En France, il n’existe aucune disposition officielle pour l’acquisition de la langue pour les demandeurs d’asile jusqu’à ce que le statut de réfugié leur soit accordé. Pourtant, débuter les cours plus tôt au cours du processus d’asile permettrait non seulement de faciliter l’intégration de ceux dont la demande est acceptée mais leur donnerait également la possibilité d’acquérir des compétences indispensables tout en constituant une distraction bienvenue pendant les longs mois d’attente anxieuse. Les demandeurs d’asile considèrent l’éducation comme un moteur de changement à travers lequel ils peuvent améliorer leur qualité de vie, participer de manière compétitive sur le marché de l’emploi, et ainsi de suite : en d’autres termes, comme un élément essentiel d’une nouvelle existence dans une nouvelle société. De nombreuses personnes plaident en faveur de la création de simples espaces d’hospitalité en France, des espaces sans conditions ou obligations qui donneraient aux demandeurs d’asile le temps de se reposer et de réfléchir à leurs plans d’avenir. Dispenser des services d’éducation pourrait être un moyen idéal de faciliter cela.

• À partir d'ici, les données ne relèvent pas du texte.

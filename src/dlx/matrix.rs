//! Cover matrix: doubly linked item/option structure over index arrays
//!
//! The layout is the classic dancing-links arrangement, expressed with
//! `Vec` indices instead of pointers. Active items form two horizontal
//! rings (primary through header 0, secondary through header `n + 1`),
//! and every item owns a circular vertical list of the option nodes that
//! cover it. Option rows are laid out consecutively, separated by spacer
//! nodes whose `top` holds the negated option number.

use crate::model::{ItemId, ItemRegistry, OptionId, OptionTable};
use std::fmt::Write as _;

/// Live search structure derived from an [`ItemRegistry`] and an
/// [`OptionTable`]. Built once per solve cycle; mutated by cover/uncover
/// walks and restored exactly on backtrack.
#[derive(Debug, Clone)]
pub struct CoverMatrix {
    /// Number of primary items (matrix slots `1..=primary_count`).
    pub(crate) primary_count: usize,
    /// Total number of items (slots `1..=item_count`).
    pub(crate) item_count: usize,
    pub(crate) option_count: usize,

    // Horizontal ring over active item headers.
    pub(crate) llink: Vec<usize>,
    pub(crate) rlink: Vec<usize>,

    // Vertical lists: headers 0..=item_count, then spacers and option nodes.
    pub(crate) ulink: Vec<usize>,
    pub(crate) dlink: Vec<usize>,
    /// Item slot of a node; `<= 0` marks a spacer (negated option number).
    pub(crate) top: Vec<i32>,
    /// Number of active options covering each item slot.
    pub(crate) len: Vec<usize>,
    /// Node colors: 0 uncolored, > 0 a color id, -1 purified in place.
    /// On an item header this holds the currently committed color.
    pub(crate) color: Vec<i32>,

    // Slot permutation: primaries first, then secondaries, each in
    // registration order.
    slot_of: Vec<usize>,
    item_of: Vec<ItemId>,
}

impl CoverMatrix {
    /// Build the matrix for the given problem.
    pub fn build(registry: &ItemRegistry, table: &OptionTable) -> Self {
        let primaries = registry.primary_ids();
        let secondaries = registry.secondary_ids();
        let n1 = primaries.len();
        let n = n1 + secondaries.len();

        let mut slot_of = vec![0usize; registry.len()];
        let mut item_of = vec![0 as ItemId; n + 1];
        for (pos, &id) in primaries.iter().chain(secondaries.iter()).enumerate() {
            slot_of[id] = pos + 1;
            item_of[pos + 1] = id;
        }

        // Two header rings: primaries through 0, secondaries through n + 1.
        let mut llink = vec![0usize; n + 2];
        let mut rlink = vec![0usize; n + 2];
        let mut prev = 0;
        for slot in 1..=n1 {
            llink[slot] = prev;
            rlink[prev] = slot;
            prev = slot;
        }
        rlink[prev] = 0;
        llink[0] = prev;
        prev = n + 1;
        for slot in n1 + 1..=n {
            llink[slot] = prev;
            rlink[prev] = slot;
            prev = slot;
        }
        rlink[prev] = n + 1;
        llink[n + 1] = prev;

        // Node region: headers 0..=n, first spacer at n + 1, then one row
        // per option followed by its trailing spacer.
        let size = n + 2 + table.entry_count() + table.len();
        let mut ulink = vec![0usize; size];
        let mut dlink = vec![0usize; size];
        let mut top = vec![0i32; size];
        let mut color = vec![0i32; size];
        let mut len = vec![0usize; n + 2];
        for slot in 0..=n {
            ulink[slot] = slot;
            dlink[slot] = slot;
        }

        let mut spacer = n + 1;
        for (id, option) in table.iter() {
            let mut width = 0;
            for entry in &option.entries {
                width += 1;
                let node = spacer + width;
                let slot = slot_of[entry.item];
                let above = ulink[slot];
                ulink[node] = above;
                dlink[above] = node;
                dlink[node] = slot;
                ulink[slot] = node;
                top[node] = slot as i32;
                // Colors are capped at i32::MAX when options are added, so
                // the cast cannot collide with the negative purified marker.
                color[node] = entry.color.unwrap_or(0) as i32;
                len[slot] += 1;
            }
            dlink[spacer] = spacer + width;
            let next = spacer + width + 1;
            top[next] = -((id + 1) as i32);
            ulink[next] = spacer + 1;
            spacer = next;
        }
        dlink[spacer] = 0;

        Self {
            primary_count: n1,
            item_count: n,
            option_count: table.len(),
            llink,
            rlink,
            ulink,
            dlink,
            top,
            len,
            color,
            slot_of,
            item_of,
        }
    }

    /// Matrix slot of a registered item.
    pub fn slot_of(&self, item: ItemId) -> usize {
        self.slot_of[item]
    }

    /// Registered item sitting at a matrix slot.
    pub fn item_at(&self, slot: usize) -> ItemId {
        self.item_of[slot]
    }

    /// True while no selected option covers the item.
    pub fn is_active(&self, item: ItemId) -> bool {
        let slot = self.slot_of[item];
        self.rlink[self.llink[slot]] == slot
    }

    /// Option owning a node, found by walking right to the row's spacer.
    pub fn option_of_node(&self, node: usize) -> OptionId {
        let mut r = node;
        while self.top[r] > 0 {
            r += 1;
        }
        (-self.top[r]) as OptionId - 1
    }

    /// Color currently committed on a secondary item, if any.
    pub fn committed_color(&self, item: ItemId) -> Option<u32> {
        let c = self.color[self.slot_of[item]];
        (c > 0).then_some(c as u32)
    }

    /// Active primary item with the fewest covering options; ties go to the
    /// earliest registered item. Must not be called when the primary ring
    /// is empty.
    pub(crate) fn choose_mrv(&self) -> usize {
        let mut best = self.rlink[0];
        let mut best_len = usize::MAX;
        let mut slot = self.rlink[0];
        while slot != 0 {
            if self.len[slot] < best_len {
                best_len = self.len[slot];
                best = slot;
                if best_len == 0 {
                    break;
                }
            }
            slot = self.rlink[slot];
        }
        best
    }

    /// Remove an item from its ring and hide every row that covers it.
    pub(crate) fn cover(&mut self, i: usize) {
        let mut p = self.dlink[i];
        while p != i {
            self.hide(p);
            p = self.dlink[p];
        }
        let (l, r) = (self.llink[i], self.rlink[i]);
        self.rlink[l] = r;
        self.llink[r] = l;
    }

    /// Exact inverse of [`Self::cover`].
    pub(crate) fn uncover(&mut self, i: usize) {
        let (l, r) = (self.llink[i], self.rlink[i]);
        self.rlink[l] = i;
        self.llink[r] = i;
        let mut p = self.ulink[i];
        while p != i {
            self.unhide(p);
            p = self.ulink[p];
        }
    }

    /// Unlink the other nodes of a row from their vertical lists. Nodes
    /// purified in place (`color < 0`) are left alone.
    fn hide(&mut self, p: usize) {
        let mut q = p + 1;
        while q != p {
            let x = self.top[q];
            if x <= 0 {
                q = self.ulink[q];
            } else if self.color[q] < 0 {
                q += 1;
            } else {
                let (u, d) = (self.ulink[q], self.dlink[q]);
                self.dlink[u] = d;
                self.ulink[d] = u;
                self.len[x as usize] -= 1;
                q += 1;
            }
        }
    }

    /// Exact inverse of [`Self::hide`], walking the row backwards.
    fn unhide(&mut self, p: usize) {
        let mut q = p - 1;
        while q != p {
            let x = self.top[q];
            if x <= 0 {
                q = self.dlink[q];
            } else if self.color[q] < 0 {
                q -= 1;
            } else {
                let (u, d) = (self.ulink[q], self.dlink[q]);
                self.dlink[u] = q;
                self.ulink[d] = q;
                self.len[x as usize] += 1;
                q -= 1;
            }
        }
    }

    /// Apply the covering duty of node `p` (item slot `j`) when its row is
    /// selected: uncolored nodes cover the item outright, colored nodes
    /// purify it to their color. A node already purified needs nothing.
    pub(crate) fn commit(&mut self, p: usize, j: usize) {
        let c = self.color[p];
        if c == 0 {
            self.cover(j);
        } else if c > 0 {
            self.purify(p);
        }
    }

    /// Exact inverse of [`Self::commit`].
    pub(crate) fn uncommit(&mut self, p: usize, j: usize) {
        let c = self.color[p];
        if c == 0 {
            self.uncover(j);
        } else if c > 0 {
            self.unpurify(p);
        }
    }

    /// Commit item `top[p]` to the color of node `p`: rows agreeing on the
    /// color are tagged purified and stay selectable, conflicting rows
    /// (including uncolored ones) are hidden. The walk starts at the item
    /// header so rows added before `p`'s row are handled too.
    fn purify(&mut self, p: usize) {
        let c = self.color[p];
        let i = self.top[p] as usize;
        self.color[i] = c;
        let mut q = self.dlink[i];
        while q != i {
            if self.color[q] == c {
                if q != p {
                    self.color[q] = -1;
                }
            } else {
                self.hide(q);
            }
            q = self.dlink[q];
        }
    }

    /// Exact inverse of [`Self::purify`], walking upwards.
    fn unpurify(&mut self, p: usize) {
        let c = self.color[p];
        let i = self.top[p] as usize;
        let mut q = self.ulink[i];
        while q != i {
            if self.color[q] < 0 {
                self.color[q] = c;
            } else if q != p {
                self.unhide(q);
            }
            q = self.ulink[q];
        }
        self.color[i] = 0;
    }

    /// Render headers and node arrays, one line each, for debugging.
    pub fn dump(&self, registry: &ItemRegistry) -> String {
        let mut out = String::new();
        for slot in 0..self.llink.len() {
            let name = match slot {
                0 => "<primary>",
                s if s == self.item_count + 1 => "<secondary>",
                s => registry.name(self.item_of[s]),
            };
            let _ = writeln!(
                out,
                "slot:{slot}\tname:{name}\tllink:{}\trlink:{}\tlen:{}",
                self.llink[slot], self.rlink[slot], self.len[slot]
            );
        }
        for node in 0..self.ulink.len() {
            let _ = writeln!(
                out,
                "node:{node}\ttop:{}\tulink:{}\tdlink:{}\tcolor:{}",
                self.top[node], self.ulink[node], self.dlink[node], self.color[node]
            );
        }
        out
    }
}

Récupérer la salle de classe
Malgré des conditions difficiles, de nombreuses initiatives communautaires offrent des services d’éducation de manière informelle. Chaque soir à 18h30, des migrants et des demandeurs d’asile se réunissent au Place de Stalingrad dans le nord-est de Paris. Ils se séparent en trois groupes en fonction de leurs connaissances du français, et s’assoient sur les marches qui mènent au square public en dessous. Trois enseignants bénévoles – un pour chaque niveau – de l’organisation bénévole locale BAAM (Bureau d’accueil et d’accompagnement des migrants[1]) apportent des tableaux blancs et des stylos pour faciliter l’apprentissage de l’alphabet, de phrases élémentaires ainsi que du vocabulaire et des règles de grammaires pour les étudiants les plus avancés.
Pendant ce temps, à Calais, le School Bus Project[2] (Projet Bus-école) cherche à donner une éducation élémentaire aux jeunes qui vivent de manière précaire. Chaque jour ce bus à impériale jaune vif se rend dans un endroit de Calais ou de Grande-Synthe, à une distance à pied de là où vivent les gens dans les bois, en se cachant du mieux qu’ils peuvent. L’impériale du bus a été transformée en salle de classe, avec une salle plus petite dans laquelle des séances en groupes plus restreints peuvent avoir lieu. Le premier niveau est occupé par une zone de récréation pour jouer et faire de la musique. Pour de nombreux usagers, cette école mobile est l’un des seuls endroits où ils peuvent trouver sécurité et possibilité d’apprendre. La plupart des jours le bus est bondé, remplis d’élèves motivés, particulièrement pendant les mois d’hiver où c’est également l’un des seuls endroits offrant un abri. Au-delà de la dispensation d’une éducation qui fait tant défaut, le Bus-école est aussi la démonstration publique de la volonté d’apprendre des nouveaux arrivants (et celle d’enseigner des bénévoles) dans un effort pour contrecarrer la criminalisation des personnes déplacées et faire la preuve qu’il existe un modèle d’accueil à visage humain.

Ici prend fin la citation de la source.